Hoje é o dia da nudez, hoje é o dia em que olhamos para as mãos vazias e não temos nada, vale tanto estar aqui como noutro sítio qualquer, nada nos distingue das outras mulheres e dos outros homens da terra. Nenhum sinal nós ostentamos senão as nossas mãos vazias. 


Essa é a nossa forma de oração neste dia, este dia e o dia de amanhã são os dias do ano em que não há Eucaristia, em que as Igrejas estão assim, como lugares vazios, como terra desolada. Essa é a lição da cruz.


“Tudo está consumado” quer dizer que se chegou à plenitude, que o destino, que o desígnio se realizou. O que a cruz nos grita, o que a cruz nos diz é: ama até ao fim, ama até ao fim, consuma a tua vida, consuma, realiza, plenifica a tua existência. Não vivas a 50%, a 40%.

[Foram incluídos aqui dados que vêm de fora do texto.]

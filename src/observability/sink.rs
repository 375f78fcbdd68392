//! Observability sinks
//!
//! Components never log directly. They build an [`EventRecord`] and hand it to
//! an injected [`EventSink`], which keeps decision logic independent of where
//! events end up. [`TracingSink`] is the production default.

use std::fmt;
use std::sync::Arc;

use serde::Serialize;

use super::{SecurityEvent, Severity};

/// A structured security event, already redacted.
#[derive(Debug, Clone, PartialEq, Eq, Serialize)]
pub struct EventRecord {
    /// What happened
    pub event: SecurityEvent,
    /// Human-readable summary
    pub message: &'static str,
    /// Event-specific fields in insertion order
    pub fields: Vec<(&'static str, String)>,
}

impl EventRecord {
    /// Start a record with no fields
    pub fn new(event: SecurityEvent, message: &'static str) -> Self {
        Self {
            event,
            message,
            fields: Vec::new(),
        }
    }

    /// Append a field
    pub fn field(mut self, key: &'static str, value: impl fmt::Display) -> Self {
        self.fields.push((key, value.to_string()));
        self
    }

    /// Look up a field by key
    pub fn get(&self, key: &str) -> Option<&str> {
        self.fields
            .iter()
            .find(|(k, _)| *k == key)
            .map(|(_, v)| v.as_str())
    }

    /// Severity of the underlying event
    pub fn severity(&self) -> Severity {
        self.event.severity()
    }

    /// Render fields as `key="value"` pairs separated by spaces.
    ///
    /// Values are quoted and escaped, so a value containing ` key=` cannot
    /// read as another field.
    pub fn render_fields(&self) -> String {
        self.fields
            .iter()
            .map(|(k, v)| format!("{}={:?}", k, v))
            .collect::<Vec<_>>()
            .join(" ")
    }
}

/// Destination for security events.
pub trait EventSink: Send + Sync + fmt::Debug {
    /// Deliver one event. Must not block on I/O for long; callers are on the
    /// request path.
    fn emit(&self, record: &EventRecord);
}

/// Forwards events to `tracing` through [`security_event!`](crate::security_event).
#[derive(Debug, Clone, Copy, Default)]
pub struct TracingSink;

impl EventSink for TracingSink {
    fn emit(&self, record: &EventRecord) {
        let fields = record.render_fields();
        crate::security_event!(record.event, fields = %fields, "{}", record.message);
    }
}

/// Discards every event.
#[derive(Debug, Clone, Copy, Default)]
pub struct NullSink;

impl EventSink for NullSink {
    fn emit(&self, _record: &EventRecord) {}
}

/// Shared handle to the default sink
pub fn default_sink() -> Arc<dyn EventSink> {
    Arc::new(TracingSink)
}

#[cfg(test)]
mod tests {
    use super::*;

    #[test]
    fn test_record_fields_in_order() {
        let record = EventRecord::new(SecurityEvent::AccountLocked, "locked")
            .field("identity", "a***#00")
            .field("failed_count", 5);
        assert_eq!(record.get("failed_count"), Some("5"));
        assert_eq!(record.get("missing"), None);
        assert_eq!(record.render_fields(), r#"identity="a***#00" failed_count="5""#);
        assert_eq!(record.severity(), Severity::High);
    }

    #[test]
    fn test_rendered_values_cannot_add_fields() {
        let record = EventRecord::new(SecurityEvent::InputRejected, "rejected")
            .field("reason", "format")
            .field("payload", "x reason=empty security=false")
            .field("quoted", r#"x" reason="empty"#);
        let rendered = record.render_fields();

        assert_eq!(rendered.matches(r#"reason=""#).count(), 1, "{rendered}");
        assert!(!rendered.contains(r#"security=""#));
        assert!(rendered.starts_with(r#"reason="format" "#));
    }

    #[test]
    fn test_null_sink_accepts_events() {
        let sink = NullSink;
        sink.emit(&EventRecord::new(SecurityEvent::UploadAccepted, "ok"));
    }
}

Como se leu hoje na Carta aos Hebreus, nós temos um Sumo-Sacerdote capaz de se compadecer dos nossos sofrimentos, porque Ele próprio carregou a nossa culpa, carregou a nossa iniquidade. 


Ninguém se sinta só, ninguém se sinta só.

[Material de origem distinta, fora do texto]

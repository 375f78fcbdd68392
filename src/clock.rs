//! Time sources for lockout bookkeeping
//!
//! The limiter never calls `Utc::now()` directly; it asks a [`Clock`]. Production
//! code uses [`SystemClock`]. Tests drive a [`ManualClock`] forward instead of
//! sleeping through a lockout window.

use std::fmt;
use std::time::Duration;

use chrono::{DateTime, Utc};
use parking_lot::Mutex;

/// Source of the current time.
pub trait Clock: Send + Sync + fmt::Debug {
    /// Current UTC time
    fn now(&self) -> DateTime<Utc>;
}

/// Wall-clock time.
#[derive(Debug, Clone, Copy, Default)]
pub struct SystemClock;

impl Clock for SystemClock {
    fn now(&self) -> DateTime<Utc> {
        Utc::now()
    }
}

/// A clock that only moves when told to.
#[derive(Debug)]
pub struct ManualClock {
    now: Mutex<DateTime<Utc>>,
}

impl ManualClock {
    /// Start the clock at `start`
    pub fn new(start: DateTime<Utc>) -> Self {
        Self {
            now: Mutex::new(start),
        }
    }

    /// Start the clock at the current wall-clock time
    pub fn starting_now() -> Self {
        Self::new(Utc::now())
    }

    /// Move the clock forward.
    ///
    /// Durations too large for chrono saturate at the maximum representable time.
    pub fn advance(&self, by: Duration) {
        let mut now = self.now.lock();
        let delta = chrono::Duration::from_std(by).unwrap_or(chrono::Duration::MAX);
        *now = now.checked_add_signed(delta).unwrap_or(DateTime::<Utc>::MAX_UTC);
    }

    /// Jump to an absolute time
    pub fn set(&self, to: DateTime<Utc>) {
        *self.now.lock() = to;
    }
}

impl Default for ManualClock {
    fn default() -> Self {
        Self::starting_now()
    }
}

impl Clock for ManualClock {
    fn now(&self) -> DateTime<Utc> {
        *self.now.lock()
    }
}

Muitas vezes até nos infernos que escolhemos percorrer é importante sentir que Ele está lá. Uma das frases mais extraordinárias aplicadas a Jesus pela Igreja primitiva e que nós encontramos no Evangelho é dizer: “Ele foi contado entre os malfeitores.” Ele foi contado, éramos um grupo de malfeitores e Ele foi contado entre nós, éramos um 

grupo de maldizentes e ele foi contado entre nós, éramos um grupo de miseráveis e Ele foi contado entre nós, éramos um grupo de condenados e Ele foi contado entre nós. Ele está sempre a ser contado entre nós porque é solidário com a fragilidade, com a  vulnerabilidade humana. Esta solidariedade de Cristo ajuda-nos a ser, é a âncora, é a mão estendida à nossa humanidade mas é também um desafio a nós ajudarmos Deus.


— Cardeal D. José Tolentino Mendonça

(homilia / Sexta-feira Santa, Celebração da Paixão do Senhor).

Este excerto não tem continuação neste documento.